095_桃色の計略でギルドの地下に村人を避難させる描写がありましたがこの時に作った基地です。
それから皆さんは疑問に思ったことはありませんか?
痩せているのに筋肉隆々の男を力でねじ伏せられる、そういうキャラが2次元には多数いると思いませんか?
これは筆者が考えるその答えの一つです。
これから2次元でそういう場面を見たときは、『実はあいつらすげー重たいんだぜ。』と思ってください。

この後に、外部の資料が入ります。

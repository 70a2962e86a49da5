use std::sync::Arc;

use futures::stream::{FuturesUnordered, StreamExt};
use serde::Serialize;
use serde_json::Value;
use tracing::{debug, info, warn};

use super::card::CardProps;
use crate::error::{ApiError, Result};
use crate::sentry::{ApiClient, Deploy, ReleaseSummary};

/// Number of independent requests a card waits on before it stops loading.
pub const REQUEST_COUNT: usize = 3;

#[derive(Debug, Clone, Copy, PartialEq, Eq)]
pub enum Endpoint {
    Release,
    Repos,
    Deploys,
}

impl Endpoint {
    pub const ALL: [Endpoint; REQUEST_COUNT] =
        [Endpoint::Release, Endpoint::Repos, Endpoint::Deploys];

    pub fn path(self, props: &CardProps) -> String {
        match self {
            Endpoint::Release => props.release_path(),
            Endpoint::Repos => props.repos_path(),
            Endpoint::Deploys => props.deploys_path(),
        }
    }

    fn decode(self, path: &str, value: Value) -> Result<FetchEvent> {
        let event = match self {
            Endpoint::Release => serde_json::from_value(value).map(FetchEvent::Release),
            Endpoint::Repos => {
                serde_json::from_value::<Vec<Value>>(value).map(|repos| FetchEvent::Repos(repos.len()))
            }
            Endpoint::Deploys => serde_json::from_value(value).map(FetchEvent::Deploys),
        };
        event.map_err(|source| ApiError::Decode {
            path: path.to_string(),
            source,
        })
    }
}

/// Outcome of one completed request.
#[derive(Debug, Clone, PartialEq)]
pub enum FetchEvent {
    Release(ReleaseSummary),
    /// Number of repositories connected to the organization.
    Repos(usize),
    Deploys(Vec<Deploy>),
    Failed(Endpoint),
}

#[derive(Debug, Clone, PartialEq, Serialize)]
pub struct FetchState {
    pub loading: bool,
    pub error: bool,
    pub has_repos: bool,
    pub release: Option<ReleaseSummary>,
    pub deploys: Vec<Deploy>,
    #[serde(skip)]
    completed: usize,
}

impl Default for FetchState {
    fn default() -> Self {
        Self {
            loading: true,
            error: false,
            has_repos: false,
            release: None,
            deploys: Vec::new(),
            completed: 0,
        }
    }
}

impl FetchState {
    pub fn completed(&self) -> usize {
        self.completed
    }

    /// Folds one request completion into a new snapshot.
    ///
    /// `error` never goes back to false, and `loading` drops exactly when the
    /// last of the `REQUEST_COUNT` completions arrives, whatever the order.
    pub fn apply(self, event: FetchEvent) -> Self {
        let mut next = self;
        match event {
            FetchEvent::Release(release) => next.release = Some(release),
            FetchEvent::Repos(count) => next.has_repos = count > 0,
            FetchEvent::Deploys(deploys) => next.deploys = deploys,
            FetchEvent::Failed(_) => next.error = true,
        }

        next.completed += 1;
        if next.completed == REQUEST_COUNT {
            next.loading = false;
        }
        next
    }
}

pub struct FetchCoordinator {
    client: Arc<dyn ApiClient>,
    props: CardProps,
}

impl FetchCoordinator {
    pub fn new(client: Arc<dyn ApiClient>, props: CardProps) -> Self {
        Self { client, props }
    }

    pub async fn fetch(&self) -> FetchState {
        self.fetch_with(|_| {}).await
    }

    /// Fires all requests at once and reports every intermediate snapshot,
    /// in completion order, to `observer`.
    pub async fn fetch_with<F>(&self, mut observer: F) -> FetchState
    where
        F: FnMut(&FetchState),
    {
        let mut pending: FuturesUnordered<_> = Endpoint::ALL
            .into_iter()
            .map(|endpoint| self.request(endpoint))
            .collect();

        let mut state = FetchState::default();
        while let Some(event) = pending.next().await {
            state = state.apply(event);
            debug!(completed = state.completed(), loading = state.loading, "request completed");
            observer(&state);
        }

        info!(
            org = %self.props.org_id(),
            project = %self.props.project_id(),
            version = %self.props.version(),
            error = state.error,
            has_repos = state.has_repos,
            deploys = state.deploys.len(),
            "hovercard data loaded"
        );
        state
    }

    async fn request(&self, endpoint: Endpoint) -> FetchEvent {
        let path = endpoint.path(&self.props);
        let result = match self.client.get(&path).await {
            Ok(value) => endpoint.decode(&path, value),
            Err(err) => Err(err),
        };

        result.unwrap_or_else(|err| {
            warn!(?endpoint, error = %err, "request failed");
            FetchEvent::Failed(endpoint)
        })
    }
}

これから本編ナンバー100記念として登場人物の身長と体重を公開します。
(この後、筆者の行方を知る者は誰もいなかった。・・・嘘ですからね。ちゃんと投稿は続けますからね。)
列人 178センチ 102キロ
百香 165センチ 69キロ
亜美 148センチ 60キロ
フィオ 155センチ 45キロ
バクラ 191センチ 130キロ
ジーニアス 172センチ 65キロ
ミランダ 170センチ 67キロ
列人(前世) 180センチ 110キロ
百香(前世) 175センチ 80キロ
亜美(前世) 150センチ 65キロ
ヴィルヘルム 185センチ 110キロ
ジル 168センチ 推定70キロ(二年前60キロ)
こいつらの見た目ですがバクラがマッチョで、ヴィルヘルムがやや筋肉質な事を除けば、だいたい細身か平均的な見た目です。
ちなみにこいつらフィオ以外はみんな水に浮きません。